(Reuters) – Leaders of the world’s Group of 20 (G20) wealthiest nations concluded a two-day summit on the Indonesian island of Bali on Wednesday deploring Russia’s aggression in Ukraine “in the strongest terms”, among other highlights.
Here are key takeaways from the meeting:
CONDEMNING RUSSIAN AGGRESSION
Meetings of G20 ministers earlier this year ended without joint declarations because of Russian opposition to references to the war in Ukraine. This week, leaders adopted a declaration deploring Russia’s aggression in Ukraine “in the strongest terms” and demanding its unconditional withdrawal. They also recognised that while most members condemned the war in Ukraine, “there were other views and different assessments of the situation and sanctions”.
Participants said the statement was unanimously adopted. The summit’s host, Indonesian President Joko Widodo, said all had shown “flexibility”.
“Most members strongly condemned the war in Ukraine and stressed it is causing immense human suffering and exacerbating existing fragilities in the global economy – constraining growth, increasing inflation, disrupting supply chains, heightening energy and food insecurity, and elevating financial stability risks,” the leaders’ declaration said.
They also denounced any threat of the use of nuclear weapons, an implicit rebuke of Russia.
Russian Foreign Minister Sergei Lavrov, who headed the Russian delegation to the summit in the absence of President Vladimir Putin, condemned “politicisation” of the meeting.
U.S.-CHINA TIES ON BETTER FOOTING
The summit was preceded by a bilateral meeting between U.S. President Joe Biden and Chinese leader Xi Jinping, the first time the two had met since Biden became president.
Although there were few tangible results, it was overall a positive meeting after relations between the superpowers plunged to near historic lows earlier in the year.
Both sides said while the three-hour meeting laid out major differences, especially over Taiwan, trade restrictions and technology transfers, the two agreed to keep communications open and avoid confrontation.
Perhaps the most concrete outcome was that U.S. Secretary of State Antony Blinken now plans to visit to China early next year, the highest-level U.S. visit to China in more than four years.
FOCUS ON GLOBAL ECONOMY
The G20 economies agreed in their declaration to pace interest rate rises carefully to avoid spillovers and warned of “increased volatility” in currency moves, a sea change from last year’s focus on mending the scars of the COVID-19 pandemic.

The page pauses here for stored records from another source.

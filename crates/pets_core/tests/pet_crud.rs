use pets_core::{
    Column, Gender, NewPet, PetPatch, PetQuery, PetRepository, PetRow, PetStore, RepoError,
    Selection, SortOrder, SqlitePetRepository,
};

#[test]
fn insert_and_query_roundtrip() {
    let store = PetStore::in_memory();
    let repo = SqlitePetRepository::new(&store);

    let id = repo
        .insert_pet(
            &NewPet::new("Toto", 7)
                .with_breed("Terrier")
                .with_gender(Gender::Male),
        )
        .unwrap();

    let query = PetQuery {
        selection: Some(Selection::by_id(id)),
        ..PetQuery::default()
    };
    let pet = repo
        .query_pets(&query)
        .unwrap()
        .next()
        .and_then(PetRow::into_pet)
        .unwrap();
    assert_eq!(pet.id, id);
    assert_eq!(pet.name, "Toto");
    assert_eq!(pet.breed.as_deref(), Some("Terrier"));
    assert_eq!(pet.gender, Gender::Male);
    assert_eq!(pet.weight, 7);
}

#[test]
fn identifiers_increase_with_each_insert() {
    let store = PetStore::in_memory();
    let repo = SqlitePetRepository::new(&store);

    let first = repo.insert_pet(&NewPet::new("Rex", 12)).unwrap();
    let second = repo.insert_pet(&NewPet::new("Mia", 4)).unwrap();
    assert!(second > first);
}

#[test]
fn validation_failure_blocks_insert_and_update() {
    let store = PetStore::in_memory();
    let repo = SqlitePetRepository::new(&store);

    let err = repo.insert_pet(&NewPet::new("Rex", 0)).unwrap_err();
    assert!(matches!(err, RepoError::Validation(_)));

    repo.insert_pet(&NewPet::new("Rex", 5)).unwrap();
    let err = repo
        .update_pets(&PetPatch::new().weight(-1), None)
        .unwrap_err();
    assert!(matches!(err, RepoError::Validation(_)));

    let weights: Vec<_> = repo
        .query_pets(&PetQuery::default())
        .unwrap()
        .map(|row| row.weight)
        .collect();
    assert_eq!(weights, vec![Some(5)]);
}

#[test]
fn projection_reads_only_requested_columns() {
    let store = PetStore::in_memory();
    let repo = SqlitePetRepository::new(&store);
    repo.insert_pet(&NewPet::new("Rex", 12).with_breed("Boxer"))
        .unwrap();

    let query = PetQuery {
        projection: Some(vec![Column::Name, Column::Weight]),
        ..PetQuery::default()
    };
    let row = repo.query_pets(&query).unwrap().next().unwrap();
    assert_eq!(
        row,
        PetRow {
            name: Some("Rex".to_string()),
            weight: Some(12),
            ..PetRow::default()
        }
    );
    assert!(row.into_pet().is_none());
}

#[test]
fn selection_binds_positional_arguments() {
    let store = PetStore::in_memory();
    let repo = SqlitePetRepository::new(&store);
    repo.insert_pet(&NewPet::new("Rex", 12)).unwrap();
    repo.insert_pet(&NewPet::new("Mia", 4)).unwrap();
    repo.insert_pet(&NewPet::new("Bo", 30)).unwrap();

    let query = PetQuery {
        selection: Some(Selection::new("weight > ? AND weight < ?").arg(5).arg(31)),
        order_by: vec![SortOrder::desc(Column::Weight)],
        ..PetQuery::default()
    };
    let names: Vec<_> = repo
        .query_pets(&query)
        .unwrap()
        .filter_map(|row| row.name)
        .collect();
    assert_eq!(names, vec!["Bo".to_string(), "Rex".to_string()]);
}

#[test]
fn malformed_selection_is_a_store_error() {
    let store = PetStore::in_memory();
    let repo = SqlitePetRepository::new(&store);

    let query = PetQuery {
        selection: Some(Selection::new("no_such_column = ?").arg(1)),
        ..PetQuery::default()
    };
    assert!(matches!(repo.query_pets(&query), Err(RepoError::Db(_))));
}

#[test]
fn update_clears_breed_and_leaves_other_fields() {
    let store = PetStore::in_memory();
    let repo = SqlitePetRepository::new(&store);
    let id = repo
        .insert_pet(
            &NewPet::new("Rex", 12)
                .with_breed("Boxer")
                .with_gender(Gender::Male),
        )
        .unwrap();

    let changed = repo
        .update_pets(&PetPatch::new().breed(None), Some(&Selection::by_id(id)))
        .unwrap();
    assert_eq!(changed, 1);

    let pet = repo
        .query_pets(&PetQuery::default())
        .unwrap()
        .next()
        .and_then(PetRow::into_pet)
        .unwrap();
    assert_eq!(pet.breed, None);
    assert_eq!(pet.name, "Rex");
    assert_eq!(pet.gender, Gender::Male);
    assert_eq!(pet.weight, 12);
}

#[test]
fn update_and_delete_report_zero_for_no_match() {
    let store = PetStore::in_memory();
    let repo = SqlitePetRepository::new(&store);
    repo.insert_pet(&NewPet::new("Rex", 12)).unwrap();

    let missing = Selection::by_id(404);
    assert_eq!(
        repo.update_pets(&PetPatch::new().weight(3), Some(&missing))
            .unwrap(),
        0
    );
    assert_eq!(repo.delete_pets(Some(&missing)).unwrap(), 0);
}

#[test]
fn invalid_persisted_gender_is_rejected_on_read() {
    let store = PetStore::in_memory();
    store
        .connection()
        .unwrap()
        .execute(
            "INSERT INTO pets (name, gender, weight) VALUES ('Ghost', 9, 1);",
            [],
        )
        .unwrap();

    let repo = SqlitePetRepository::new(&store);
    assert!(matches!(
        repo.query_pets(&PetQuery::default()),
        Err(RepoError::InvalidData(_))
    ));
}

#[test]
fn rows_serialize_without_unprojected_columns() {
    let store = PetStore::in_memory();
    let repo = SqlitePetRepository::new(&store);
    repo.insert_pet(&NewPet::new("Mia", 4).with_gender(Gender::Female))
        .unwrap();

    let query = PetQuery {
        projection: Some(vec![Column::Name, Column::Gender]),
        ..PetQuery::default()
    };
    let row = repo.query_pets(&query).unwrap().next().unwrap();
    let json = serde_json::to_value(&row).unwrap();
    assert_eq!(json, serde_json::json!({ "name": "Mia", "gender": "female" }));
}

#[test]
fn blank_selection_matches_every_row() {
    let store = PetStore::in_memory();
    let repo = SqlitePetRepository::new(&store);
    repo.insert_pet(&NewPet::new("Rex", 12)).unwrap();
    repo.insert_pet(&NewPet::new("Mia", 4)).unwrap();

    let query = PetQuery {
        selection: Some(Selection::new("   ")),
        ..PetQuery::default()
    };
    assert_eq!(repo.query_pets(&query).unwrap().len(), 2);

    let patch = PetPatch::new().weight(9);
    assert_eq!(repo.update_pets(&patch, Some(&Selection::new(""))).unwrap(), 2);
}

#[test]
fn numbered_and_named_placeholders_are_rejected_before_writing() {
    let store = PetStore::in_memory();
    let repo = SqlitePetRepository::new(&store);
    let rex = repo.insert_pet(&NewPet::new("Rex", 12)).unwrap();
    let mia = repo.insert_pet(&NewPet::new("Mia", 4)).unwrap();

    let patch = PetPatch::new().weight(99);
    let numbered = Selection::new("_id = ?1").arg(mia);
    assert!(matches!(
        repo.update_pets(&patch, Some(&numbered)),
        Err(RepoError::InvalidSelection(_))
    ));

    let named = Selection::new("name = :name").arg("Mia".to_string());
    assert!(matches!(
        repo.delete_pets(Some(&named)),
        Err(RepoError::InvalidSelection(_))
    ));
    let query = PetQuery {
        selection: Some(Selection::new("weight > $min").arg(1)),
        ..PetQuery::default()
    };
    assert!(matches!(
        repo.query_pets(&query),
        Err(RepoError::InvalidSelection(_))
    ));

    let weights: Vec<_> = repo
        .query_pets(&PetQuery::default())
        .unwrap()
        .map(|row| (row.id.unwrap(), row.weight.unwrap()))
        .collect();
    assert_eq!(weights, vec![(rex, 12), (mia, 4)]);
}

#[test]
fn rows_report_exact_remaining_length() {
    let store = PetStore::in_memory();
    let repo = SqlitePetRepository::new(&store);
    repo.insert_pet(&NewPet::new("Rex", 12)).unwrap();
    repo.insert_pet(&NewPet::new("Mia", 4)).unwrap();

    let mut rows = repo.query_pets(&PetQuery::default()).unwrap();
    assert_eq!(rows.len(), 2);
    assert_eq!(repo.delete_pets(None).unwrap(), 2);

    assert_eq!(rows.next().and_then(|row| row.name).as_deref(), Some("Rex"));
    assert_eq!(rows.len(), 1);
    assert_eq!(rows.next().and_then(|row| row.name).as_deref(), Some("Mia"));
    assert!(rows.next().is_none());
}
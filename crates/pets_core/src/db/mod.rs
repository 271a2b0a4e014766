//! SQLite storage bootstrap and schema migration entry points.
//!
//! # Responsibility
//! - Open and configure SQLite connections for the pet store.
//! - Apply schema migrations in deterministic order.
//! - Own the lazily opened process-wide store handle.
//!
//! # Invariants
//! - Migration version is tracked via `PRAGMA user_version`.
//! - Core code must not read/write pet data before migrations succeed.

use std::error::Error;
use std::fmt::{Display, Formatter};

pub mod migrations;
mod open;
mod store;

pub use open::{open_db, open_db_in_memory};
pub use store::{PetStore, StoreLocation};

pub type DbResult<T> = Result<T, DbError>;

#[derive(Debug)]
pub enum DbError {
    Sqlite(rusqlite::Error),
    UnsupportedSchemaVersion {
        db_version: u32,
        latest_supported: u32,
    },
    UninitializedConnection {
        expected_version: u32,
        actual_version: u32,
    },
    MissingRequiredTable(&'static str),
    MissingRequiredColumn {
        table: &'static str,
        column: &'static str,
    },
}

impl Display for DbError {
    fn fmt(&self, f: &mut Formatter<'_>) -> std::fmt::Result {
        match self {
            Self::Sqlite(err) => write!(f, "{err}"),
            Self::UnsupportedSchemaVersion {
                db_version,
                latest_supported,
            } => write!(
                f,
                "database schema version {db_version} is newer than supported {latest_supported}"
            ),
            Self::UninitializedConnection {
                expected_version,
                actual_version,
            } => write!(
                f,
                "connection schema version {actual_version} does not match expected {expected_version}; open it through the store"
            ),
            Self::MissingRequiredTable(table) => write!(f, "required table `{table}` is missing"),
            Self::MissingRequiredColumn { table, column } => {
                write!(f, "required column `{table}.{column}` is missing")
            }
        }
    }
}

impl Error for DbError {
    fn source(&self) -> Option<&(dyn Error + 'static)> {
        match self {
            Self::Sqlite(err) => Some(err),
            Self::UnsupportedSchemaVersion { .. }
            | Self::UninitializedConnection { .. }
            | Self::MissingRequiredTable(_)
            | Self::MissingRequiredColumn { .. } => None,
        }
    }
}

impl From<rusqlite::Error> for DbError {
    fn from(value: rusqlite::Error) -> Self {
        Self::Sqlite(value)
    }
}
//! Pet storage contract: table, columns, addressing and content types.
//!
//! # Responsibility
//! - Define the immutable names shared by store, repository and provider.
//! - Map typed columns to their persisted names.
//!
//! # Invariants
//! - Constants are process-wide and never mutated at runtime.
//! - `Column::ALL` lists every persisted column in table order.

use serde::{Deserialize, Serialize};

/// Provider authority used in every pet address.
pub const CONTENT_AUTHORITY: &str = "com.example.android.pets";
/// Address scheme prefix.
pub const CONTENT_SCHEME: &str = "content://";
/// Path segment addressing the pet collection.
pub const PATH_PETS: &str = "pets";

/// Content type returned for the collection address.
pub const CONTENT_LIST_TYPE: &str = "vnd.android.cursor.dir/com.example.android.pets/pets";
/// Content type returned for an item address.
pub const CONTENT_ITEM_TYPE: &str = "vnd.android.cursor.item/com.example.android.pets/pets";

/// Name of the single pet table.
pub const TABLE_NAME: &str = "pets";

pub const COLUMN_ID: &str = "_id";
pub const COLUMN_PET_NAME: &str = "name";
pub const COLUMN_PET_BREED: &str = "breed";
pub const COLUMN_PET_GENDER: &str = "gender";
pub const COLUMN_PET_WEIGHT: &str = "weight";

/// Typed pet column used by projections and orderings.
#[derive(Debug, Clone, Copy, PartialEq, Eq, Hash, Serialize, Deserialize)]
#[serde(rename_all = "snake_case")]
pub enum Column {
    Id,
    Name,
    Breed,
    Gender,
    Weight,
}

impl Column {
    /// Every persisted column, in table order.
    pub const ALL: [Column; 5] = [
        Column::Id,
        Column::Name,
        Column::Breed,
        Column::Gender,
        Column::Weight,
    ];

    /// Persisted column name.
    pub fn as_str(self) -> &'static str {
        match self {
            Self::Id => COLUMN_ID,
            Self::Name => COLUMN_PET_NAME,
            Self::Breed => COLUMN_PET_BREED,
            Self::Gender => COLUMN_PET_GENDER,
            Self::Weight => COLUMN_PET_WEIGHT,
        }
    }

    /// Resolves a persisted column name back to its typed column.
    pub fn from_name(name: &str) -> Option<Self> {
        Self::ALL.into_iter().find(|column| column.as_str() == name)
    }
}
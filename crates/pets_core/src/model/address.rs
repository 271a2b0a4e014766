//! Pet resource addressing.
//!
//! # Responsibility
//! - Represent caller-supplied addresses as opaque values.
//! - Classify an address into exactly one [`Route`].
//!
//! # Invariants
//! - Classification is pure: the same address always yields the same route.
//! - Item identifiers are decimal digits that fit in `i64`; anything else is
//!   unrecognized.

use crate::model::contract::{CONTENT_AUTHORITY, CONTENT_SCHEME, PATH_PETS};
use crate::model::pet::PetId;
use once_cell::sync::Lazy;
use regex::Regex;
use std::fmt::{Display, Formatter};

static PET_ADDRESS_RE: Lazy<Regex> = Lazy::new(|| {
    let pattern = format!(
        r"^{}{}/{}(?:/([0-9]+))?$",
        regex::escape(CONTENT_SCHEME),
        regex::escape(CONTENT_AUTHORITY),
        regex::escape(PATH_PETS)
    );
    Regex::new(&pattern).expect("valid pet address regex")
});

/// Resource shape resolved from an [`Address`].
#[derive(Debug, Clone, Copy, PartialEq, Eq)]
pub enum Route {
    /// All pets.
    Collection,
    /// One pet by store-assigned identifier.
    Item(PetId),
    /// Address outside the pet contract.
    Unrecognized,
}

/// Opaque token naming the pet collection or one pet.
#[derive(Debug, Clone, PartialEq, Eq, Hash)]
pub struct Address(String);

impl Address {
    /// Wraps any caller-supplied address text. No validation happens here.
    pub fn new(value: impl Into<String>) -> Self {
        Self(value.into())
    }

    /// Address of the pet collection.
    pub fn collection() -> Self {
        Self(format!("{CONTENT_SCHEME}{CONTENT_AUTHORITY}/{PATH_PETS}"))
    }

    /// Address of one pet: the collection address with `id` appended.
    pub fn item(id: PetId) -> Self {
        Self(format!(
            "{CONTENT_SCHEME}{CONTENT_AUTHORITY}/{PATH_PETS}/{id}"
        ))
    }

    pub fn as_str(&self) -> &str {
        self.0.as_str()
    }

    /// Classifies this address.
    pub fn route(&self) -> Route {
        let Some(captures) = PET_ADDRESS_RE.captures(self.0.as_str()) else {
            return Route::Unrecognized;
        };

        match captures.get(1) {
            None => Route::Collection,
            Some(id) => match id.as_str().parse::<PetId>() {
                Ok(id) => Route::Item(id),
                Err(_) => Route::Unrecognized,
            },
        }
    }

    /// Identifier carried by an item address.
    pub fn pet_id(&self) -> Option<PetId> {
        match self.route() {
            Route::Item(id) => Some(id),
            Route::Collection | Route::Unrecognized => None,
        }
    }
}

impl Display for Address {
    fn fmt(&self, f: &mut Formatter<'_>) -> std::fmt::Result {
        f.write_str(self.0.as_str())
    }
}

impl From<&str> for Address {
    fn from(value: &str) -> Self {
        Self::new(value)
    }
}

impl From<String> for Address {
    fn from(value: String) -> Self {
        Self::new(value)
    }
}
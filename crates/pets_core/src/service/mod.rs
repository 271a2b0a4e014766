//! Core use-case services.
//!
//! # Responsibility
//! - Route address-based requests into repository calls.
//! - Keep presentation layers decoupled from storage details.

pub mod pet_provider;
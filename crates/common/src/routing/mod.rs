//! Token routing: turning a request path into a redirect or a delivery
//!
//! ```text
//! /TOKEN                -> redirect to the unlock or deposit page
//! /CODE/TOKEN           -> the single file, or Bundle_TOKEN.zip
//! /CODE/TOKEN.zip       -> Bundle_TOKEN.zip
//! /CODE/TOKEN/filename  -> that file
//! ```

mod archive;
mod path;

use bytes::Bytes;
use chrono::Utc;

use crate::allocation::{AllocationManager, UnlockedFile};
use crate::anonymous::AnonymousService;
use crate::session::Session;
use crate::store::Transaction;
use crate::token::{TokenCategory, TokenService};
use crate::{Backend, Error, Result};

pub use archive::StoredArchive;
pub use path::{Target, TokenPath};

/// Where a bare token sends the caller
#[derive(Debug, Clone, PartialEq, Eq)]
pub enum Redirect {
    Unlock(String),
    Deposit(String),
}

#[derive(Debug, Clone)]
pub enum Delivery {
    File {
        name: String,
        mime_type: String,
        length: u64,
        data: Bytes,
    },
    Archive {
        name: String,
        data: Bytes,
    },
}

impl Delivery {
    pub fn name(&self) -> &str {
        match self {
            Delivery::File { name, .. } | Delivery::Archive { name, .. } => name,
        }
    }
}

#[derive(Debug, Clone)]
pub enum Resolution {
    /// Not a token path; the caller should pass it on
    Unmatched,
    NotFound,
    Redirect(Redirect),
    /// A token of a category that has no public route
    Unroutable(TokenCategory),
    Deliver(Delivery),
}

#[derive(Debug, Clone)]
pub struct TokenResolver {
    backend: Backend,
    tokens: TokenService,
    anonymous: AnonymousService,
    allocations: AllocationManager,
}

impl TokenResolver {
    pub fn new(backend: Backend) -> Self {
        Self {
            tokens: TokenService::new(),
            anonymous: AnonymousService::new(backend.clone()),
            allocations: AllocationManager::new(backend.clone()),
            backend,
        }
    }

    /// Resolve a request path in a transaction of its own.
    pub async fn resolve(&self, session: &Session, path: &str) -> Result<Resolution> {
        let Some(token_path) = TokenPath::parse(path) else {
            return Ok(Resolution::Unmatched);
        };

        let mut tx = self.backend.entities.begin().await?;
        let resolution = match &token_path.code {
            None => self.route(tx.as_mut(), &token_path.token).await?,
            Some(code) => {
                self.deliver(session, tx.as_mut(), &token_path, code)
                    .await?
            }
        };
        tx.commit().await?;
        Ok(resolution)
    }

    async fn route(&self, tx: &mut dyn Transaction, path: &str) -> Result<Resolution> {
        let Some(token) = self.tokens.retrieve_by_path(tx, path).await? else {
            tracing::debug!("no token at /{}", path);
            return Ok(Resolution::NotFound);
        };
        Ok(match token.category {
            TokenCategory::Anonymous => Resolution::Redirect(Redirect::Unlock(token.path)),
            TokenCategory::Inbox => Resolution::Redirect(Redirect::Deposit(token.path)),
            category => {
                tracing::error!("token /{} of category {} has no route", token.path, category);
                Resolution::Unroutable(category)
            }
        })
    }

    async fn deliver(
        &self,
        session: &Session,
        tx: &mut dyn Transaction,
        path: &TokenPath,
        code: &str,
    ) -> Result<Resolution> {
        let unlocked = self
            .anonymous
            .unlock(session, tx, &path.token, code)
            .await?;
        let files = self
            .allocations
            .retrieve_files(session, tx, unlocked.allocation.id)
            .await?;

        let now = Utc::now();
        let (live, expired): (Vec<UnlockedFile>, Vec<UnlockedFile>) =
            files.into_iter().partition(|f| !f.file.is_expired_at(now));
        if live.is_empty() {
            return Err(if expired.is_empty() {
                Error::NotFound
            } else {
                Error::Expired
            });
        }

        match &path.target {
            Target::File(name) => {
                let Some(file) = live.iter().find(|f| &f.descriptor.name == name) else {
                    return Ok(Resolution::NotFound);
                };
                self.deliver_file(session, tx, file).await
            }
            Target::Default if live.len() == 1 => self.deliver_file(session, tx, &live[0]).await,
            Target::Default | Target::Archive => {
                self.deliver_archive(session, tx, &path.token, &live).await
            }
        }
    }

    async fn deliver_file(
        &self,
        session: &Session,
        tx: &mut dyn Transaction,
        file: &UnlockedFile,
    ) -> Result<Resolution> {
        let downloaded = self.allocations.download(session, tx, file.file.id).await?;
        Ok(Resolution::Deliver(Delivery::File {
            name: downloaded.descriptor.name,
            mime_type: downloaded.descriptor.mime_type,
            length: downloaded.descriptor.length,
            data: downloaded.data,
        }))
    }

    async fn deliver_archive(
        &self,
        session: &Session,
        tx: &mut dyn Transaction,
        token: &str,
        files: &[UnlockedFile],
    ) -> Result<Resolution> {
        let mut archive = StoredArchive::new();
        for file in files {
            let downloaded = self.allocations.download(session, tx, file.file.id).await?;
            archive.add_entry(
                &downloaded.descriptor.name,
                downloaded.descriptor.length,
                &downloaded.data,
                Utc::now(),
            )?;
        }
        let data = archive.finish()?;

        Ok(Resolution::Deliver(Delivery::Archive {
            name: format!("Bundle_{}.zip", token),
            data: data.into(),
        }))
    }
}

The reference to spillovers was a nod to emerging economies’ concerns about the potential for huge capital outflows if aggressive U.S. rate increases continue.
With the Ukraine war, as well as massive pandemic-era spending packages blamed for fuelling red-hot inflation, the G20 countries said further fiscal stimulus measures should be “temporary and targeted”.
On debt, they voiced concern about the “deteriorating” situation of some middle-income countries and stressed the importance of all creditors sharing the burden.
FOOD SECURITY
The leaders promised to take coordinated action to address food security challenges and applauded the Black Sea grains initiative, but civil society groups criticised what they said was the absence of concrete steps on hunger.
“The G20 is merely repeating old commitments from previous years or noting developments elsewhere, rather than taking on leadership themselves,” said Friederike Roder of the group Global Citizen. “Fifty million people are at the brink of starvation as we speak. There is no time for the G20 to issue calls to action – they are the ones who have to act.”
CLIMATE CHANGE
G20 leaders agreed to pursue efforts to limit the global temperature increase to 1.5 degrees Celsius – confirming they stand by the temperature goal from the 2015 Paris Agreement on climate change.
That could boost negotiations at the U.N. COP27 climate summit in Egypt, where some negotiators feared the G20 would fail to back the 1.5C goal – potentially thwarting a deal on it among the nearly 200 countries at the U.N. talks.
On the sidelines of the summit, the United States, Japan and partners said they would mobilise $20 billion of public and private finance to help Indonesia shut coal power plants and bring forward the sector’s peak emissions date by seven years to 2030.
Biden and Xi agreed to resume cooperation on climate change.
CHINA’S OUTREACH
In just his second visit overseas since the beginning of the COVID-19 pandemic, Xi held bilateral meetings with many U.S. allies, signalling a willingness to mend ties with critics.
Besides the meeting with Biden, Xi held talks with Australian Prime Minister Anthony Albanese, South Korean President Yoon Suk-yeol, Canadian Prime Minister Justin Trudeau and French President Emmanuel Macron.
A meeting with British Prime Minister Rishi Sunak was cancelled due to scheduling issues, Downing Street said. Xi is set to meet Japanese Prime Minister Fumio Kishida later this week.
“It is not decisive but an important step towards trying to reduce disagreements,” Shi Yinhong, a professor of international relations at Beijing’s Renmin University, said of Xi’s meetings at the gathering.